According to the security researchers, two datasets consist of 100 million users each, containing profile data scraped from Instagram. The third dataset consists of nearly 42 million TikTok users followed by 4 million YouTube profiles.
The issue was first pressed by Comparitech research team, led by Bob Diachenko, on August 1. The unsecured databases have become a huge data protection problem. Based on the samples collected by the security research firm, one in five records contained sensitive information such as telephone number, or email address. Some of the records also contain profile name, full real name, profile photo, and account description.
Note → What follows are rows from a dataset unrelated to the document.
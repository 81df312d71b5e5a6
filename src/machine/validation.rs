//! Structural validation of machine definitions.
//!
//! Validation uses Stillwater's `Validation` type so that a malformed
//! definition reports every violation at once rather than the first one.

use super::definition::{Machine, Rule};
use crate::core::{render, State};
use stillwater::validation::Validation;
use stillwater::NonEmptyVec;
use thiserror::Error;

/// A structural defect in a machine definition.
#[derive(Debug, Clone, Error, PartialEq, Eq)]
pub enum MachineViolation {
    #[error("Start state '{state}' is not a declared state")]
    UnknownStartState { state: String },

    #[error("Accept state '{state}' is not a declared state")]
    UnknownAcceptState { state: String },

    #[error("Rule {rule} leaves undeclared state '{state}'")]
    UnknownSourceState { state: String, rule: String },

    #[error("Rule {rule} enters undeclared state '{state}'")]
    UnknownTargetState { state: String, rule: String },

    #[error("Rule {rule} pops the stack bottom '{bottom}' without restoring it last (push: \"{push}\")")]
    BottomNotPreserved {
        bottom: char,
        push: String,
        rule: String,
    },
}

type Check = Validation<(), NonEmptyVec<MachineViolation>>;

fn require(ok: bool, violation: impl FnOnce() -> MachineViolation) -> Check {
    if ok {
        Validation::success(())
    } else {
        Validation::fail(violation())
    }
}

fn check_rule<S: State>(machine: &Machine<S>, rule: &Rule<S>) -> Vec<Check> {
    let bottom = machine.stack_bottom();
    let declared = |state: &S| machine.states().contains(state);

    let mut checks = vec![
        require(declared(&rule.from), || MachineViolation::UnknownSourceState {
            state: rule.from.name().to_string(),
            rule: rule.to_string(),
        }),
        require(declared(&rule.to), || MachineViolation::UnknownTargetState {
            state: rule.to.name().to_string(),
            rule: rule.to_string(),
        }),
    ];

    if rule.top == bottom {
        checks.push(require(rule.push.last() == Some(&bottom), || {
            MachineViolation::BottomNotPreserved {
                bottom: bottom.as_char(),
                push: render(&rule.push),
                rule: rule.to_string(),
            }
        }));
    }

    checks
}

impl<S: State> Machine<S> {
    /// Check referential integrity of every state and that every rule on
    /// the stack bottom puts the bottom back as its last pushed symbol.
    ///
    /// Accumulates ALL violations.
    pub fn validate(&self) -> Validation<(), NonEmptyVec<MachineViolation>> {
        let mut checks: Vec<Check> = Vec::new();

        checks.push(require(self.states().contains(self.start()), || {
            MachineViolation::UnknownStartState {
                state: self.start().name().to_string(),
            }
        }));

        for accept in self.accept_states() {
            checks.push(require(self.states().contains(accept), || {
                MachineViolation::UnknownAcceptState {
                    state: accept.name().to_string(),
                }
            }));
        }

        for rule in self.rules() {
            checks.extend(check_rule(self, &rule));
        }

        Validation::all_vec(checks).map(|_| ())
    }

    /// All violations as a plain list; empty when the machine is well formed.
    pub fn violations(&self) -> Vec<MachineViolation> {
        match self.validate() {
            Validation::Success(_) => Vec::new(),
            Validation::Failure(errors) => errors.iter().cloned().collect(),
        }
    }
}

#[cfg(test)]
mod tests {
    use super::*;
    use crate::core::{StateId, Symbol};
    use crate::machine::MachineBuilder;

    fn q(name: &str) -> StateId {
        StateId::from(name)
    }

    #[test]
    fn well_formed_machine_validates() {
        let machine = MachineBuilder::new()
            .states([q("q0"), q("qf")])
            .start(q("q0"))
            .accept(q("qf"))
            .stack_bottom('$')
            .on(q("q0"), 'a', '$', q("q0"), "A$")
            .on(q("q0"), 'b', 'A', q("q0"), "")
            .on_epsilon(q("q0"), '$', q("qf"), "$")
            .build()
            .unwrap();

        assert!(machine.validate().is_success());
        assert!(machine.violations().is_empty());
    }

    #[test]
    fn validation_accumulates_all_violations() {
        let machine = MachineBuilder::new()
            .states([q("q0")])
            .start(q("s"))
            .accept(q("qf"))
            .stack_bottom('$')
            .on(q("q9"), 'a', 'A', q("q0"), "")
            .on_epsilon(q("q0"), '$', q("qx"), "")
            .build()
            .unwrap();

        match machine.validate() {
            Validation::Failure(errors) => {
                assert_eq!(errors.len(), 5);

                let has = |f: fn(&MachineViolation) -> bool| errors.iter().any(f);
                assert!(has(|e| matches!(e, MachineViolation::UnknownStartState { .. })));
                assert!(has(|e| matches!(e, MachineViolation::UnknownAcceptState { .. })));
                assert!(has(|e| matches!(e, MachineViolation::UnknownSourceState { .. })));
                assert!(has(|e| matches!(e, MachineViolation::UnknownTargetState { .. })));
                assert!(has(|e| matches!(e, MachineViolation::BottomNotPreserved { .. })));
            }
            Validation::Success(_) => panic!("Expected failures, got success"),
        }
    }

    #[test]
    fn bottom_must_be_restored_last() {
        let machine = MachineBuilder::new()
            .states([q("q0")])
            .start(q("q0"))
            .stack_bottom('$')
            .on(q("q0"), 'a', '$', q("q0"), "$A")
            .build()
            .unwrap();

        let violations = machine.violations();
        assert_eq!(violations.len(), 1);
        assert_eq!(
            violations[0],
            MachineViolation::BottomNotPreserved {
                bottom: '$',
                push: "$A".to_string(),
                rule: "(q0, a, $) -> (q0, \"$A\")".to_string(),
            }
        );
    }

    #[test]
    fn rules_on_other_tops_may_pop_freely() {
        let machine = MachineBuilder::new()
            .states([q("q0")])
            .start(q("q0"))
            .stack_bottom(Symbol::new('$'))
            .on(q("q0"), 'b', 'A', q("q0"), "")
            .build()
            .unwrap();

        assert!(machine.validate().is_success());
    }

    #[test]
    fn violation_messages_name_the_state() {
        let violation = MachineViolation::UnknownStartState {
            state: "s".to_string(),
        };
        assert_eq!(violation.to_string(), "Start state 's' is not a declared state");
    }
}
Paul Bischoff, Comparitech Editor said, “The information would probably be most valuable to spammers and cybercriminals running phishing campaigns. Even though the data is publicly accessible, the fact that it was leaked in aggregate as a well-structured database makes it much more valuable than each profile would be in isolation.”
When the researchers investigated the source of data, they found out that it points out a company called Deep Social which scrapped user profile data. The company and its plugin were banned in 2018.
Data scraping is a clear violation of Facebook’s policy for Instagram. The social media giant has revoked Deep Social’s access in Jun 2018. Even TikTok does not allow third-parties to run automated scripts to collect user information.
The users of these platforms are advised to be careful about phishing scams by email or posted as social media comment. If your company has any database in the could, it is recommended that you audit the access permissions.